>>>

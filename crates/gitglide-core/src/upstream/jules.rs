//! # Jules Client
//!
//! reqwest-backed [`AgentSessionService`] authenticating with the
//! `x-goog-api-key` header.

use super::{
    build_http_client, error_from_response, map_request_error, AgentSessionService,
    CreatedSession, SessionRequest, UpstreamConfig, UpstreamError,
};
use crate::credential_vault::SecretToken;
use async_trait::async_trait;
use std::time::Duration;
use tracing::{debug, instrument};

const SERVICE: &str = "jules";

/// Header carrying the Jules API key
pub const API_KEY_HEADER: &str = "x-goog-api-key";

/// Jules REST API client
#[derive(Debug, Clone)]
pub struct JulesClient {
    http_client: reqwest::Client,
    base_url: String,
    timeout: Duration,
}

impl JulesClient {
    /// Create a client from upstream configuration
    pub fn new(config: &UpstreamConfig) -> Result<Self, UpstreamError> {
        Ok(Self {
            http_client: build_http_client(config)?,
            base_url: config.jules_api_url.trim_end_matches('/').to_string(),
            timeout: config.timeout,
        })
    }
}

#[async_trait]
impl AgentSessionService for JulesClient {
    #[instrument(skip(self, api_key, request), fields(source = %request.source_context.source))]
    async fn create_session(
        &self,
        api_key: &SecretToken,
        request: &SessionRequest,
    ) -> Result<CreatedSession, UpstreamError> {
        let response = self
            .http_client
            .post(format!("{}/v1alpha/sessions", self.base_url))
            .header(API_KEY_HEADER, api_key.expose_secret())
            .json(request)
            .send()
            .await
            .map_err(|e| map_request_error(SERVICE, self.timeout, e))?;

        if !response.status().is_success() {
            return Err(error_from_response(SERVICE, response).await);
        }

        let session: CreatedSession = response
            .json()
            .await
            .map_err(|e| map_request_error(SERVICE, self.timeout, e))?;
        debug!(session_id = %session.id, "Jules session created");
        Ok(session)
    }
}

#[cfg(test)]
#[path = "jules_tests.rs"]
mod tests;
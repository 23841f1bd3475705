//! # Remediation Worker
//!
//! Consumes failure events from the [`EventQueue`] and runs the remediation
//! workflow for each, with a bounded number of runs in flight.
//!
//! Messages are settled exactly once: completed after a successful or
//! skipped run, dead-lettered with the error text after a failed one. There
//! is no automatic redelivery; the failed audit row is the operator's record.

use crate::metrics::ServiceMetrics;
use gitglide_core::{EventQueue, QueueError, QueuedEvent, RemediationWorkflow, WorkflowOutcome};
use std::sync::Arc;
use std::time::Duration;
use tokio::sync::{watch, Semaphore};
use tokio::task::JoinSet;
use tracing::{debug, error, info, instrument, warn};

/// How a received event was settled
#[derive(Debug, Clone, PartialEq, Eq)]
pub enum WorkerOutcome {
    /// The workflow finished and the message was completed
    Completed(WorkflowOutcome),
    /// The workflow failed and the message was dead-lettered
    DeadLettered { error: String },
}

/// Queue consumer driving the remediation workflow
#[derive(Clone)]
pub struct RemediationWorker {
    queue: Arc<dyn EventQueue>,
    workflow: Arc<RemediationWorkflow>,
    metrics: Arc<ServiceMetrics>,
    slots: Arc<Semaphore>,
    poll_timeout: Duration,
}

impl RemediationWorker {
    pub fn new(
        queue: Arc<dyn EventQueue>,
        workflow: Arc<RemediationWorkflow>,
        metrics: Arc<ServiceMetrics>,
        concurrency: usize,
        poll_timeout: Duration,
    ) -> Self {
        Self {
            queue,
            workflow,
            metrics,
            slots: Arc::new(Semaphore::new(concurrency.max(1))),
            poll_timeout,
        }
    }

    pub fn with_poll_timeout(mut self, poll_timeout: Duration) -> Self {
        self.poll_timeout = poll_timeout;
        self
    }

    /// Receive one event and process it inline
    ///
    /// Returns `Ok(None)` when no event arrived within the poll timeout.
    pub async fn process_next(&self) -> Result<Option<WorkerOutcome>, QueueError> {
        match self.queue.receive(self.poll_timeout).await? {
            Some(queued) => Ok(Some(self.process_event(queued).await)),
            None => Ok(None),
        }
    }

    /// Run the workflow for one received event and settle its message
    #[instrument(
        skip(self, queued),
        fields(
            message_id = %queued.message_id,
            deployment_id = %queued.event.deployment_id,
            delivery_count = queued.delivery_count,
        )
    )]
    pub async fn process_event(&self, queued: QueuedEvent) -> WorkerOutcome {
        self.metrics.workflows_in_flight.inc();
        let timer = self.metrics.workflow_duration_seconds.start_timer();
        let result = self.workflow.run(&queued.event).await;
        timer.observe_duration();
        self.metrics.workflows_in_flight.dec();

        match result {
            Ok(outcome) => {
                let label = match &outcome {
                    WorkflowOutcome::SessionCreated { session_id, log_id } => {
                        info!(log_id = %log_id, session_id = %session_id, "Remediation session created");
                        "success"
                    }
                    WorkflowOutcome::SkippedDuplicate { existing_log_id } => {
                        info!(existing_log_id = %existing_log_id, "Duplicate delivery skipped");
                        "skipped"
                    }
                };
                self.metrics
                    .workflow_runs_total
                    .with_label_values(&[label])
                    .inc();

                if let Err(e) = self.queue.complete(&queued.receipt).await {
                    warn!(error = %e, "Failed to complete queue message");
                }
                WorkerOutcome::Completed(outcome)
            }
            Err(e) => {
                self.metrics
                    .workflow_runs_total
                    .with_label_values(&["failed"])
                    .inc();
                self.metrics
                    .record_error(e.error_category(), e.is_transient());
                error!(
                    error = %e,
                    transient = e.is_transient(),
                    "Remediation workflow failed"
                );

                let reason = e.to_string();
                match self.queue.dead_letter(&queued.receipt, reason.clone()).await {
                    Ok(()) => self.metrics.dead_lettered_events_total.inc(),
                    Err(dl) => warn!(error = %dl, "Failed to dead-letter queue message"),
                }
                WorkerOutcome::DeadLettered { error: reason }
            }
        }
    }

    /// Consume the queue until `shutdown` flips to `true`, then wait for
    /// in-flight runs to finish
    pub async fn run(self, mut shutdown: watch::Receiver<bool>) {
        info!(
            concurrency = self.slots.available_permits(),
            "Remediation worker started"
        );
        let mut tasks = JoinSet::new();

        loop {
            if *shutdown.borrow() {
                break;
            }

            let permit = tokio::select! {
                permit = self.slots.clone().acquire_owned() => match permit {
                    Ok(p) => p,
                    Err(_) => break,
                },
                changed = shutdown.changed() => {
                    if changed.is_err() {
                        break;
                    }
                    continue;
                }
            };

            let received = tokio::select! {
                received = self.queue.receive(self.poll_timeout) => received,
                changed = shutdown.changed() => {
                    if changed.is_err() {
                        break;
                    }
                    continue;
                }
            };

            match received {
                Ok(Some(queued)) => {
                    let worker = self.clone();
                    tasks.spawn(async move {
                        let _permit = permit;
                        worker.process_event(queued).await;
                    });
                }
                Ok(None) => debug!("No events within poll timeout"),
                Err(e) => {
                    error!(error = %e, "Failed to receive from event queue");
                    tokio::select! {
                        _ = tokio::time::sleep(self.poll_timeout) => {}
                        changed = shutdown.changed() => {
                            if changed.is_err() {
                                break;
                            }
                        }
                    }
                }
            }

            // Reap finished runs so the set does not grow unbounded
            while tasks.try_join_next().is_some() {}
        }

        info!(in_flight = tasks.len(), "Remediation worker draining");
        while tasks.join_next().await.is_some() {}
        info!("Remediation worker stopped");
    }
}

#[cfg(test)]
#[path = "remediation_worker_tests.rs"]
mod tests;
//! # Integration Configuration
//!
//! One row per (user, capability key). For Vercel auto-fix the key is
//! `vercel_project_{projectId}` and the opaque `config` blob holds the remote
//! webhook id and its signing secret.
//!
//! Rows are created by the registrar on enable and reset (never deleted) on
//! disable. The receiver reads them to route and authenticate deliveries.

use crate::storage::StorageError;
use crate::{CapabilityKey, Timestamp, UserId};
use async_trait::async_trait;
use serde::{Deserialize, Serialize};

/// Per-user, per-capability enablement record
#[derive(Debug, Clone, PartialEq, Serialize, Deserialize)]
#[serde(rename_all = "camelCase")]
pub struct IntegrationConfig {
    pub user_id: UserId,
    pub key: CapabilityKey,
    pub enabled: bool,
    /// Opaque configuration blob; see [`AutofixSettings`] for the auto-fix shape
    pub config: serde_json::Value,
    pub created_at: Timestamp,
    pub updated_at: Timestamp,
}

impl IntegrationConfig {
    /// Decode the auto-fix settings stored in the config blob
    ///
    /// Returns `None` when the blob is empty or lacks a secret.
    pub fn autofix_settings(&self) -> Option<AutofixSettings> {
        AutofixSettings::from_value(&self.config)
    }

    /// Signing secret used to authenticate deliveries
    ///
    /// Only `secret` is required; rows without a `webhookId` still verify.
    pub fn signing_secret(&self) -> Option<&str> {
        self.config
            .get("secret")
            .and_then(|s| s.as_str())
            .filter(|s| !s.is_empty())
    }
}

/// Auto-fix configuration written when a project webhook is registered
#[derive(Clone, PartialEq, Eq, Serialize, Deserialize)]
#[serde(rename_all = "camelCase")]
pub struct AutofixSettings {
    /// Identifier of the remote webhook, used to delete it on disable
    pub webhook_id: String,
    /// Signing secret returned by the platform at registration time
    pub secret: String,
}

impl AutofixSettings {
    /// Parse settings from a config blob, ignoring blobs without a secret
    pub fn from_value(value: &serde_json::Value) -> Option<Self> {
        let webhook_id = value.get("webhookId")?.as_str()?;
        let secret = value.get("secret")?.as_str()?;
        if secret.is_empty() {
            return None;
        }
        Some(Self {
            webhook_id: webhook_id.to_string(),
            secret: secret.to_string(),
        })
    }

    /// Encode settings as a config blob
    pub fn to_value(&self) -> serde_json::Value {
        serde_json::json!({
            "webhookId": self.webhook_id,
            "secret": self.secret,
        })
    }
}

impl std::fmt::Debug for AutofixSettings {
    fn fmt(&self, f: &mut std::fmt::Formatter<'_>) -> std::fmt::Result {
        f.debug_struct("AutofixSettings")
            .field("webhook_id", &self.webhook_id)
            .field("secret", &"<REDACTED>")
            .finish()
    }
}

/// Persistent store of integration configuration rows
#[async_trait]
pub trait IntegrationConfigStore: Send + Sync {
    /// Fetch the row for (user, key)
    async fn get(
        &self,
        user_id: &UserId,
        key: &CapabilityKey,
    ) -> Result<Option<IntegrationConfig>, StorageError>;

    /// Insert or replace the row for (user, key)
    ///
    /// At most one row exists per (user, key); a second upsert replaces the
    /// `enabled` flag and config blob of the first.
    async fn upsert(
        &self,
        user_id: &UserId,
        key: &CapabilityKey,
        enabled: bool,
        config: serde_json::Value,
    ) -> Result<IntegrationConfig, StorageError>;

    /// Update an existing row, failing with [`StorageError::ConfigNotFound`]
    /// when no row exists
    async fn update(
        &self,
        user_id: &UserId,
        key: &CapabilityKey,
        enabled: bool,
        config: serde_json::Value,
    ) -> Result<IntegrationConfig, StorageError>;

    /// Find the first enabled row with the given key, across all users
    async fn find_enabled_by_key(
        &self,
        key: &CapabilityKey,
    ) -> Result<Option<IntegrationConfig>, StorageError>;

    /// List a user's rows whose key starts with `key_prefix`
    async fn list_for_user(
        &self,
        user_id: &UserId,
        key_prefix: &str,
    ) -> Result<Vec<IntegrationConfig>, StorageError>;
}

#[cfg(test)]
#[path = "integration_config_tests.rs"]
mod tests;
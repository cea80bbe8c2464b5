//! Data layer for the report consolidator.
//!
//! Parses the tabular, markup and object-notation inputs into canonical
//! reports, counts reports per service and writes reports back out.

pub mod aggregator;
pub mod markup;
pub mod object_notation;
pub mod reader;
pub mod tabular;
pub mod writer;

pub use report_core as core;
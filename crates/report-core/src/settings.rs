use clap::Parser;
use std::path::{Component, Path, PathBuf};

use crate::error::{ReportError, Result};
use crate::models::SourceFormat;

// ── Settings (CLI) ─────────────────────────────────────────────────────────────

/// Consolidate service-delivery reports into one chronological export
#[derive(Parser, Debug, Clone)]
#[command(
    name = "report-filter",
    about = "Consolidate service-delivery reports into one chronological export",
    version
)]
pub struct Settings {
    /// Directory holding the three input files
    #[arg(long, default_value = "./reports")]
    pub data_dir: PathBuf,

    /// Tabular input file name, relative to the data directory
    #[arg(long, default_value = "reports.csv")]
    pub csv_file: String,

    /// Markup input file name, relative to the data directory
    #[arg(long, default_value = "reports.xml")]
    pub xml_file: String,

    /// Object-notation input file name, relative to the data directory
    #[arg(long, default_value = "reports.json")]
    pub json_file: String,

    /// Consolidated export path
    #[arg(long, default_value = "output.csv")]
    pub output: PathBuf,

    /// Logging level
    #[arg(long, default_value = "INFO", value_parser = ["DEBUG", "INFO", "WARNING", "ERROR"])]
    pub log_level: String,
}

impl Default for Settings {
    fn default() -> Self {
        Settings::parse_from(["report-filter"])
    }
}

impl Settings {
    /// Parse the process arguments.
    pub fn load() -> Self {
        Settings::parse()
    }

    /// Parse an explicit argument list, for tests.
    pub fn load_from_args<I, T>(args: I) -> Self
    where
        I: IntoIterator<Item = T>,
        T: Into<std::ffi::OsString> + Clone,
    {
        Settings::parse_from(args)
    }

    /// File name configured for `format`.
    pub fn file_name(&self, format: SourceFormat) -> &str {
        match format {
            SourceFormat::Tabular => &self.csv_file,
            SourceFormat::Markup => &self.xml_file,
            SourceFormat::ObjectNotation => &self.json_file,
        }
    }

    /// Full path of the input for `format`.
    pub fn input_path(&self, format: SourceFormat) -> PathBuf {
        self.data_dir.join(self.file_name(format))
    }

    /// Reject configurations that cannot possibly run.
    ///
    /// Input names must be non-empty and the export must not overwrite one
    /// of the inputs, however the two paths are spelled.
    pub fn validate(&self) -> Result<()> {
        if self.output.as_os_str().is_empty() {
            return Err(ReportError::Config("output path is empty".to_string()));
        }
        let output = resolve(&self.output);
        for format in SourceFormat::ALL {
            let name = self.file_name(format);
            if name.trim().is_empty() {
                return Err(ReportError::Config(format!(
                    "{} input file name is empty",
                    format
                )));
            }
            if resolve(&self.input_path(format)) == output {
                return Err(ReportError::Config(format!(
                    "output {} would overwrite the {} input",
                    self.output.display(),
                    format
                )));
            }
        }
        Ok(())
    }
}

/// Absolute form of `path` for comparing locations.
///
/// Symlinks are resolved when the file, or failing that its parent
/// directory, exists. Otherwise `.` and `..` are folded lexically.
fn resolve(path: &Path) -> PathBuf {
    if let Ok(real) = std::fs::canonicalize(path) {
        return real;
    }

    let absolute = if path.is_absolute() {
        path.to_path_buf()
    } else {
        match std::env::current_dir() {
            Ok(cwd) => cwd.join(path),
            Err(_) => path.to_path_buf(),
        }
    };

    let mut folded = PathBuf::new();
    for component in absolute.components() {
        match component {
            Component::CurDir => {}
            Component::ParentDir => {
                folded.pop();
            }
            other => folded.push(other),
        }
    }

    match (folded.parent(), folded.file_name()) {
        (Some(parent), Some(name)) => std::fs::canonicalize(parent)
            .map(|real| real.join(name))
            .unwrap_or(folded),
        _ => folded,
    }
}

// ── Tests ──────────────────────────────────────────────────────────────────────

#[cfg(test)]
mod tests {
    use super::*;

    #[test]
    fn test_defaults_match_fixed_locations() {
        let s = Settings::default();
        assert_eq!(s.data_dir, PathBuf::from("./reports"));
        assert_eq!(
            s.input_path(SourceFormat::Tabular),
            PathBuf::from("./reports/reports.csv")
        );
        assert_eq!(
            s.input_path(SourceFormat::Markup),
            PathBuf::from("./reports/reports.xml")
        );
        assert_eq!(
            s.input_path(SourceFormat::ObjectNotation),
            PathBuf::from("./reports/reports.json")
        );
        assert_eq!(s.output, PathBuf::from("output.csv"));
        assert_eq!(s.log_level, "INFO");
        assert!(s.validate().is_ok());
    }

    #[test]
    fn test_explicit_args() {
        let s = Settings::load_from_args([
            "report-filter",
            "--data-dir",
            "/data",
            "--json-file",
            "feed.json",
            "--output",
            "/tmp/out.csv",
            "--log-level",
            "DEBUG",
        ]);
        assert_eq!(
            s.input_path(SourceFormat::ObjectNotation),
            PathBuf::from("/data/feed.json")
        );
        assert_eq!(s.file_name(SourceFormat::Tabular), "reports.csv");
        assert_eq!(s.output, PathBuf::from("/tmp/out.csv"));
        assert_eq!(s.log_level, "DEBUG");
    }

    #[test]
    fn test_invalid_log_level_rejected() {
        let result = Settings::try_parse_from(["report-filter", "--log-level", "LOUD"]);
        assert!(result.is_err());
    }

    #[test]
    fn test_validate_rejects_output_over_input() {
        let s = Settings::load_from_args([
            "report-filter",
            "--data-dir",
            "/data",
            "--output",
            "/data/reports.csv",
        ]);
        let err = s.validate().unwrap_err();
        assert!(matches!(err, ReportError::Config(_)));
    }

    #[test]
    fn test_validate_rejects_output_over_input_with_dot_prefix() {
        // Input resolves to "./output.csv", the default output to "output.csv".
        let s = Settings::load_from_args([
            "report-filter",
            "--data-dir",
            ".",
            "--csv-file",
            "output.csv",
        ]);
        let err = s.validate().unwrap_err();
        assert!(matches!(err, ReportError::Config(_)));
        assert!(err.to_string().contains("tabular"));
    }

    #[test]
    fn test_validate_rejects_output_over_input_with_parent_dir() {
        let s = Settings::load_from_args([
            "report-filter",
            "--data-dir",
            "/data/feeds",
            "--output",
            "/data/./archive/../feeds/reports.json",
        ]);
        let err = s.validate().unwrap_err();
        assert!(err.to_string().contains("object-notation"));
    }

    #[cfg(unix)]
    #[test]
    fn test_validate_follows_symlinked_data_dir() {
        let dir = tempfile::TempDir::new().unwrap();
        let real = dir.path().join("real");
        std::fs::create_dir(&real).unwrap();
        std::fs::write(real.join("reports.xml"), "<reports/>").unwrap();
        let link = dir.path().join("link");
        std::os::unix::fs::symlink(&real, &link).unwrap();

        let s = Settings::load_from_args([
            "report-filter".into(),
            "--data-dir".into(),
            link.into_os_string(),
            "--output".into(),
            real.join("reports.xml").into_os_string(),
        ]);
        assert!(s.validate().is_err());
    }

    #[test]
    fn test_validate_accepts_distinct_output() {
        let s = Settings::load_from_args([
            "report-filter",
            "--data-dir",
            "./reports",
            "--output",
            "./reports/output.csv",
        ]);
        assert!(s.validate().is_ok());
    }

    #[test]
    fn test_validate_rejects_empty_name() {
        let mut s = Settings::default();
        s.xml_file = String::new();
        assert!(s.validate().is_err());
    }
}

<<<

## Exercise details
If a line of the material contains the string "impl", count it; give only the total.

## Response
8